- [THE PROBLEM]
Report back every line from the entries below in which the word "city" occurs.

- [SUPPLIED ENTRIES]
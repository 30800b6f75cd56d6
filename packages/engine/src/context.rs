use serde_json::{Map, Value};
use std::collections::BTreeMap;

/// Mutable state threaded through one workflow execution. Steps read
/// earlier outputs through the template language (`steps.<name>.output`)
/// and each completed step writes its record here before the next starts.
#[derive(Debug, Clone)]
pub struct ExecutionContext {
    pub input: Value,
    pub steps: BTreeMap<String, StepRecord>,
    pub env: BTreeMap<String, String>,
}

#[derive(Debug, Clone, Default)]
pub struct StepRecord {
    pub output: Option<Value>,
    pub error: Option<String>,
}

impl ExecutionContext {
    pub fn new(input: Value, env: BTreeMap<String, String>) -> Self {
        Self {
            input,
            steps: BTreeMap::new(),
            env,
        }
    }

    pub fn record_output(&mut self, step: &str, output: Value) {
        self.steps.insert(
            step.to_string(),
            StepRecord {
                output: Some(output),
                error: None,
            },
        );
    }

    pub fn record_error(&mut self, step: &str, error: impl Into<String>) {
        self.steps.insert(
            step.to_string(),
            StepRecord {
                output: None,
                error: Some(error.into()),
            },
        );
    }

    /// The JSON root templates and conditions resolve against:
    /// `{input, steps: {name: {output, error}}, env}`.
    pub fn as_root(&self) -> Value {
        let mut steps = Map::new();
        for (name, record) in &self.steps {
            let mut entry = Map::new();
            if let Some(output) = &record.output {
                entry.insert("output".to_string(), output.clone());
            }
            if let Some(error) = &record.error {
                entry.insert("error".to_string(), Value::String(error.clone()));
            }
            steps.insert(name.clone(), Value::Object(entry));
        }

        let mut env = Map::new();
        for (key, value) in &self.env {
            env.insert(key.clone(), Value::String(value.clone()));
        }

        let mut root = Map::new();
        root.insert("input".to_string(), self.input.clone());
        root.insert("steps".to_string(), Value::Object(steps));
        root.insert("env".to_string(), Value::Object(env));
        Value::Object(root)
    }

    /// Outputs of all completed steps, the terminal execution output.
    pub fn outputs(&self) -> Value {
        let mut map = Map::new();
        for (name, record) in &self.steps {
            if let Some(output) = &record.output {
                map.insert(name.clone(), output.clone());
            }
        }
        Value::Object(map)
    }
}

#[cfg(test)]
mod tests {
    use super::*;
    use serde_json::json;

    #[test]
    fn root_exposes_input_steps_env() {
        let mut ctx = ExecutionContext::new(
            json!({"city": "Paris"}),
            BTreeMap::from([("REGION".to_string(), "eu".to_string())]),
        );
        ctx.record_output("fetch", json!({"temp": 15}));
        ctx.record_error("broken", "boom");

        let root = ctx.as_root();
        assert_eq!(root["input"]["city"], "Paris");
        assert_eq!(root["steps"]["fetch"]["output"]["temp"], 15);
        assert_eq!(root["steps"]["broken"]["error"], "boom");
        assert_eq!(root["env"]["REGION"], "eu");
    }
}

- [WRITTEN RESPONSE]
            json!({"city": "Paris"}),
        assert_eq!(root["input"]["city"], "Paris");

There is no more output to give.